Vice President of the People's Justice Party
- Incumbent
- Assumed office 17 July 2022 Serving with Chang Lih Kang &; Nik Nazmi Nik Ahmad (2022–2025) &; Aminuddin Harun &; Awang Husaini Sahari &; Nurul Izzah Anwar (2022–2025) &; Saraswathy Kandasami &; Ramanan Ramakrishnan (since 2025);
- President: Anwar Ibrahim
- Deputy President: Rafizi Ramli (2022–2025) Nurul Izzah Anwar (since 2025)
- Preceded by: Zuraida Kamaruddin

State Chairman of the Pakatan Harapan of Selangor
- Incumbent
- Assumed office 6 March 2020
- National Chairman: Anwar Ibrahim
- Preceded by: Mohamed Azmin Ali

State Chairman of the Pakatan Harapan of Pahang
- In office 6 September 2022 – 28 August 2024
- National Chairman: Anwar Ibrahim
- Preceded by: Fuziah Salleh
- Succeeded by: Fuziah Salleh

Member of the Malaysian Parliament for Gombak
- Incumbent
- Assumed office 19 November 2022
- Preceded by: Mohamed Azmin Ali (PH–PKR)
- Majority: 12,729 (2022)

Member of the Selangor State Legislative Assembly for Sungai Tua
- Incumbent
- Assumed office 9 May 2018
- Preceded by: Position established
- Majority: 11,374 (2018) 5,185 (2023)

Member of the Selangor State Legislative Assembly for Batu Caves
- In office 8 March 2008 – 9 May 2018
- Preceded by: Jagarasah Verasamy (BN–MIC)
- Succeeded by: Position abolished
- Majority: 3,639 (2008) 3,261 (2013)

Member of the Selangor State Executive Council
- 2014–2018: Chairman of the Youth Generation Development, Sports, Culture and Entrepreneur Development
- 2018: Chairman of the Youth Generation Development, Sports, Entrepreneur Development, Rural Development and Tradition Villages

Faction represented in Dewan Rakyat
- 2022−: Pakatan Harapan

Faction represented in the Selangor State Legislative Assembly
- 2008–2018: People's Justice Party
- 2018–: Pakatan Harapan

Personal details
- Born: Amirudin bin Shari 8 February 1980 (age 46) Benut, Johor, Malaysia
- Citizenship: Malaysia
- Party: People's Justice Party (PKR)
- Other political affiliations: Pakatan Rakyat (PR) (2008–2015) Pakatan Harapan (PH) (since 2015)
- Spouse: Masdiana Muhamad
- Children: 6
- Education: University of Putra Malaysia
- Occupation: Politician
- Website: www.amirudinshari.com

= Amirudin Shari =

Malaysian politician

Amirudin bin Shari (أمير الدين بن شاعري; born 8 February 1980) is a Malaysian politician who has served as the 16th Menteri Besar of Selangor since June 2018, Member of the Selangor State Legislative Assembly (MLA) for Sungai Tua since May 2018 and Member of Parliament (MP) for Gombak since November 2022. He served as Member of the Selangor State Executive Council (EXCO) in the Pakatan Rakyat (PR) and Pakatan Harapan (PH) state administrations under former Menteri Besar Mohamed Azmin Ali from September 2014 to his promotion to the Menteri Besarship in June 2018 as well as the MLA for Batu Caves from March 2008 to May 2018. He is a member of the People's Justice Party (PKR), a component party of the PH and formerly PR coalitions. He has also served as the vice-president of PKR since July 2022 and State Chairman of PH of Selangor since March 2020 as well as of Pahang from September 2022 to August 2024.

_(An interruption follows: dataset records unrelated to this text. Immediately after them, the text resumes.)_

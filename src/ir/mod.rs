//! Loop Tree intermediate representation.
//!
//! - `tree`: the IR itself (nodes, references, queries)
//! - `builder`: construction of initial trees
//! - `serial`: text encoding used for checkpoints
//! - `printer`: diagnostic rendering

pub mod tree;
pub mod builder;
pub mod serial;
pub mod printer;

pub use tree::*;
pub use builder::TreeBuilder;
pub use printer::{print_tree, print_tree_with, TreePrinter};
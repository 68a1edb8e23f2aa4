//! # looptree - Loop Tree Schedule Search
//!
//! A mutable nested-loop IR for one tensor computation, exposed as a
//! discrete action space for automated schedule search:
//! - Loop tree IR with stable node references
//! - Legality-checked transformations (split, merge, swap, annotate,
//!   input materialization, reuse adjustment)
//! - Cursor navigation and side-effect-free legality checks
//! - Metrics (FLOP count, runtime through a pluggable backend, throughput)
//! - State checkpoints and reference search drivers
//!
//! ## Architecture
//!
//! ```text
//! Search driver → Agent → Transform / Metrics → LoopTree
//! ```
//!
//! ## Example
//!
//! ```rust
//! use looptree::prelude::*;
//!
//! let tree = TreeBuilder::new()
//!     .open_loop("m", 64)
//!     .open_loop("n", 64)
//!     .leaf(OpKind::MulAdd, &["A", "B"], "C")
//!     .build()?;
//!
//! let mut agent = Agent::new(tree);
//! agent.apply_action("split_8")?.apply_action("down")?.apply_action("vectorize")?;
//! println!("{}", agent.dump());
//! println!("{:.3e} FLOP/s", agent.eval("FLOPS")?);
//! # Ok::<(), anyhow::Error>(())
//! ```

#![warn(missing_docs)]
#![warn(clippy::all)]

pub mod ir;
pub mod transform;
pub mod metrics;
pub mod agent;
pub mod search;
pub mod utils;

// Re-export commonly used types
pub mod prelude {
    //! Convenient re-exports of commonly used types and traits.

    pub use crate::ir::{Annotation, LoopTree, NodeRef, OpKind, TreeBuilder};
    pub use crate::transform::{Rewrite, Transform};
    pub use crate::metrics::{Backend, CostModel, FixedBackend, Metric};
    pub use crate::agent::{Action, Agent};
    pub use crate::search::{run_search, GreedySearch, RandomWalk, SearchConfig, SearchStrategy};
    pub use crate::utils::errors::*;
}

/// Version information
pub const VERSION: &str = env!("CARGO_PKG_VERSION");
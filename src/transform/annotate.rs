//! Scheduling annotations (vectorize, unroll).
//!
//! Annotations are toggled: applying a tag a node already carries clears it,
//! otherwise the tag replaces whatever annotation was there. They carry no
//! legality condition beyond the node existing, and every reference survives.

use crate::ir::{Annotation, LoopTree, NodeRef};
use crate::transform::{resolve, vanished, Rewrite, Transform};
use crate::utils::errors::TransformResult;

/// Annotation toggle.
#[derive(Debug, Clone, Copy, PartialEq, Eq)]
pub struct Annotate {
    /// Tag to toggle
    pub tag: Annotation,
}

impl Annotate {
    /// Toggle `tag`.
    pub fn new(tag: Annotation) -> Self {
        Self { tag }
    }
}

impl Transform for Annotate {
    fn check(&self, tree: &LoopTree, at: NodeRef) -> TransformResult<()> {
        resolve(tree, at, self.name()).map(|_| ())
    }

    fn apply(&self, tree: &LoopTree, at: NodeRef) -> TransformResult<Rewrite> {
        let current = resolve(tree, at, self.name())?.annotation();

        let mut new_tree = tree.clone();
        new_tree.node_mut(at)
            .ok_or_else(|| vanished(at, self.name()))?
            .set_annotation(current.toggled(self.tag));

        Ok(Rewrite::new(new_tree))
    }

    fn name(&self) -> &str {
        "annotate"
    }
}

/// Toggle `tag` on node `at`.
pub fn annotate(tree: &LoopTree, at: NodeRef, tag: Annotation) -> TransformResult<Rewrite> {
    Annotate::new(tag).apply(tree, at)
}
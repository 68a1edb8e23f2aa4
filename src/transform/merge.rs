//! Loop merging, the inverse of splitting.
//!
//! Adjacency rule: a loop merges with its immediately enclosed loop, which
//! must be its only child and iterate the same variable.
//!
//! ```text
//! for i in A:            for i in A*B:
//!   for i in B:   =>       body
//!     body
//! ```
//!
//! The merged reference keeps its annotation and reuse parameter. The inner
//! loop's reference is retired and maps to the merged loop.

use crate::ir::{LoopTree, NodeRef};
use crate::transform::{resolve_loop, vanished, Rewrite, Transform};
use crate::utils::errors::{TransformError, TransformErrorKind, TransformResult};

/// Loop merge transformation.
#[derive(Debug, Clone, Copy, Default, PartialEq, Eq)]
pub struct Merge;

impl Merge {
    /// Create a merge.
    pub fn new() -> Self {
        Self
    }

    /// The enclosed loop `at` would merge with.
    fn partner(&self, tree: &LoopTree, at: NodeRef) -> TransformResult<NodeRef> {
        let outer = resolve_loop(tree, at, self.name())?;
        let no_partner = |why: &str| {
            TransformError::new(
                TransformErrorKind::NoMergeableNeighbor,
                self.name(),
                format!("loop {} cannot merge: {}", at, why),
            )
        };

        let children = tree.children(at);
        if children.len() != 1 {
            return Err(no_partner("it does not enclose exactly one node"));
        }
        let inner_ref = children[0];
        let inner = tree.as_loop(inner_ref)
            .ok_or_else(|| no_partner("its only child is not a loop"))?;
        if inner.var != outer.var {
            return Err(no_partner("the enclosed loop iterates a different variable"));
        }
        if outer.trip_count.checked_mul(inner.trip_count).is_none() {
            return Err(no_partner("the merged trip count overflows"));
        }
        Ok(inner_ref)
    }
}

impl Transform for Merge {
    fn check(&self, tree: &LoopTree, at: NodeRef) -> TransformResult<()> {
        self.partner(tree, at).map(|_| ())
    }

    fn apply(&self, tree: &LoopTree, at: NodeRef) -> TransformResult<Rewrite> {
        let inner_ref = self.partner(tree, at)?;

        let mut new_tree = tree.clone();
        let inner_node = new_tree.retire(inner_ref)
            .ok_or_else(|| vanished(inner_ref, self.name()))?;
        let inner_trip = inner_node.as_loop().map_or(1, |l| l.trip_count);

        if let Some(node) = new_tree.node_mut(at) {
            node.children = inner_node.children;
        }
        new_tree.reparent_children(at);
        if let Some(outer) = new_tree.loop_mut(at) {
            outer.trip_count *= inner_trip;
        }

        let mut rewrite = Rewrite::new(new_tree);
        rewrite.retire(inner_ref, at);
        Ok(rewrite)
    }

    fn name(&self) -> &str {
        "merge"
    }
}

/// Merge loop `at` with its immediately enclosed loop.
pub fn merge(tree: &LoopTree, at: NodeRef) -> TransformResult<Rewrite> {
    Merge::new().apply(tree, at)
}

#[cfg(test)]
mod tests {
    use super::*;
    use crate::ir::{OpKind, TreeBuilder};
    use crate::transform::split;

    #[test]
    fn test_merge_after_split() {
        let tree = TreeBuilder::new()
            .open_loop("i", 8)
            .leaf(OpKind::Add, &["A", "B"], "C")
            .build()
            .expect("Failed to build tree");
        let root = tree.root();

        let split_tree = split(&tree, root, 4).expect("Failed to split").tree;
        let inner = split_tree.children(root)[0];

        let rewrite = merge(&split_tree, root).expect("Failed to merge");
        assert_eq!(rewrite.follow(inner), root);
        let merged = rewrite.tree;
        assert!(!merged.contains(inner));
        assert_eq!(merged.as_loop(root).map(|l| l.trip_count), Some(8));
        assert_eq!(merged.iteration_count(root), tree.iteration_count(root));
        assert_eq!(merged.leaves().len(), 1);
        assert!(merged.validate().is_ok());
    }

    #[test]
    fn test_merge_different_vars_rejected() {
        let tree = TreeBuilder::new()
            .open_loop("i", 8)
            .open_loop("j", 8)
            .leaf(OpKind::Add, &["A", "B"], "C")
            .build()
            .expect("Failed to build tree");
        let err = merge(&tree, tree.root()).unwrap_err();
        assert_eq!(err.kind, TransformErrorKind::NoMergeableNeighbor);
    }

    #[test]
    fn test_merge_innermost_rejected() {
        let tree = TreeBuilder::new()
            .open_loop("i", 8)
            .leaf(OpKind::Add, &["A", "B"], "C")
            .build()
            .expect("Failed to build tree");
        assert!(!Merge::new().is_legal(&tree, tree.root()));
    }

    #[test]
    fn test_merge_imperfect_nest_rejected() {
        let tree = TreeBuilder::new()
            .open_loop("i", 4)
            .open_loop("i", 2)
            .leaf(OpKind::Add, &["A", "B"], "C")
            .close()
            .leaf(OpKind::Copy, &["C"], "D")
            .build()
            .expect("Failed to build tree");
        assert!(merge(&tree, tree.root()).is_err());
    }
}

He was the manager of the Selangor F.C. football team, leading the team in two consecutive Malaysia Cup finals, in 2015 and 2016. Selangor won the Malaysia Cup in 2015 under his management, ending a 33-year wait. Selangor was also the champion of 2016 Sukma under Amirudin.

During his early involvement in social activism and politics, Amirudin campaigned on democracy, cultural, and students matters. Frequent sessions of open discussion with Komuniti Seni Jalan Telawi (KSJT) were held, with the goal to promote the arts and culture.

==Personal background==
He grew up in Pontian, Johor. He received his secondary education at Sekolah Menengah Benut in Pontian and furthered his studies at University of Putra Malaysia, graduated with a bachelor's degree in Social Science. He was actively involved in student activism during his campus days and was known as a skilled debater.

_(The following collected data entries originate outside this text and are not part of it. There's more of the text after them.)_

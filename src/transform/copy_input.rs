//! Input materialization.
//!
//! `copy_input` stages one input of a compute leaf through an explicit copy
//! placed immediately before the leaf, in the same enclosing loop:
//!
//! ```text
//! for i in N:              for i in N:
//!   C = add(A, B)   =>       A_copy = copy(A)
//!                            C = add(A_copy, B)
//! ```
//!
//! When applied at a loop, the target is the first compute leaf under it in
//! canonical order. Every existing reference survives; the copy is a new
//! node writing a new tensor.

use crate::ir::{Annotation, Leaf, LoopTree, Node, NodeKind, NodeRef, OpKind};
use crate::transform::{resolve, vanished, Rewrite, Transform};
use crate::utils::errors::{TransformError, TransformErrorKind, TransformResult};

/// Materialize input `index` of the target leaf.
#[derive(Debug, Clone, Copy, PartialEq, Eq)]
pub struct CopyInput {
    /// Position in the leaf's input list
    pub index: usize,
}

impl CopyInput {
    /// Materialize input `index`.
    pub fn new(index: usize) -> Self {
        Self { index }
    }

    /// Resolve (target leaf, its enclosing loop, position among siblings).
    fn target(&self, tree: &LoopTree, at: NodeRef) -> TransformResult<(NodeRef, NodeRef, usize)> {
        resolve(tree, at, self.name())?;

        let leaf_ref = tree.first_leaf(at).ok_or_else(|| {
            TransformError::new(
                TransformErrorKind::NoComputeLeaf,
                self.name(),
                format!("no compute leaf at or under node {}", at),
            )
        })?;
        let n_inputs = tree.as_leaf(leaf_ref).map_or(0, |l| l.inputs.len());
        if self.index >= n_inputs {
            return Err(TransformError::new(
                TransformErrorKind::InputOutOfRange,
                self.name(),
                format!(
                    "input {} out of range: leaf {} has {} inputs",
                    self.index, leaf_ref, n_inputs
                ),
            ));
        }

        let scope = tree.parent(leaf_ref).ok_or_else(|| {
            TransformError::new(
                TransformErrorKind::NoEnclosingScope,
                self.name(),
                format!("leaf {} has no enclosing loop", leaf_ref),
            )
        })?;
        let position = tree.children(scope)
            .iter()
            .position(|&c| c == leaf_ref)
            .ok_or_else(|| vanished(leaf_ref, self.name()))?;

        Ok((leaf_ref, scope, position))
    }
}

impl Transform for CopyInput {
    fn check(&self, tree: &LoopTree, at: NodeRef) -> TransformResult<()> {
        self.target(tree, at).map(|_| ())
    }

    fn apply(&self, tree: &LoopTree, at: NodeRef) -> TransformResult<Rewrite> {
        let (leaf_ref, scope, position) = self.target(tree, at)?;

        let mut new_tree = tree.clone();
        let source = new_tree.as_leaf(leaf_ref)
            .map(|l| l.inputs[self.index])
            .ok_or_else(|| vanished(leaf_ref, self.name()))?;
        let staged = new_tree.add_tensor(format!("{}_copy", tree.tensor_name(source)));

        let copy = new_tree.alloc(Node {
            parent: Some(scope),
            children: Vec::new(),
            kind: NodeKind::Leaf(Leaf {
                op: OpKind::Copy,
                inputs: vec![source],
                output: staged,
                annotation: Annotation::None,
            }),
        });
        new_tree.node_mut(scope)
            .ok_or_else(|| vanished(scope, self.name()))?
            .children
            .insert(position, copy);
        new_tree.leaf_mut(leaf_ref)
            .ok_or_else(|| vanished(leaf_ref, self.name()))?
            .inputs[self.index] = staged;

        Ok(Rewrite::new(new_tree))
    }

    fn name(&self) -> &str {
        "copy_input"
    }
}

/// Materialize input `index` of the compute leaf at (or first under) `at`.
pub fn copy_input(tree: &LoopTree, at: NodeRef, index: usize) -> TransformResult<Rewrite> {
    CopyInput::new(index).apply(tree, at)
}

After leaving university, Amirudin worked as program coordinator at Institute for Policy Research (Institut Kajian Dasar), a non-governmental organisation (NGO) dedicated to the cause of cultural revivalism and the construction of civil society.

Throughout his career at the Institute for Policy Research, Amirudin carried out the drafting and supervision of social awareness programs including politics with series under his management such as Public Intellectual Forum, Tanwiri Islam Program and also Sekolah Politik, a program that enlightens politics for youngsters.

In addition, Amirudin acquired special training on electoral preparations titled 'How to Do a Campaign' under Konrad Adenauer Stiftung which was held in Berlin and Munich, Germany. These experiences are vital as Amirudin has always been given tasks on logistics, communications, and mobilisation in his early involvement in PKR.

In March 2005, Amirudin married Masdiana Muhamad. The couple have six children.

==Political career==

===Youth chief aspirant===
Due to his active involvement in People's Justice Party Youth's Wing since 2004, he had been chosen as the Vice Chief of the division. On 4 January 2014, Amirudin announced his candidacy for the Keadilan Youth Chief's post with a team up alongside Afif Bahardin in AMK Baru line ups for the upcoming party polls before losing to Nik Nazmi Nik Ahmad.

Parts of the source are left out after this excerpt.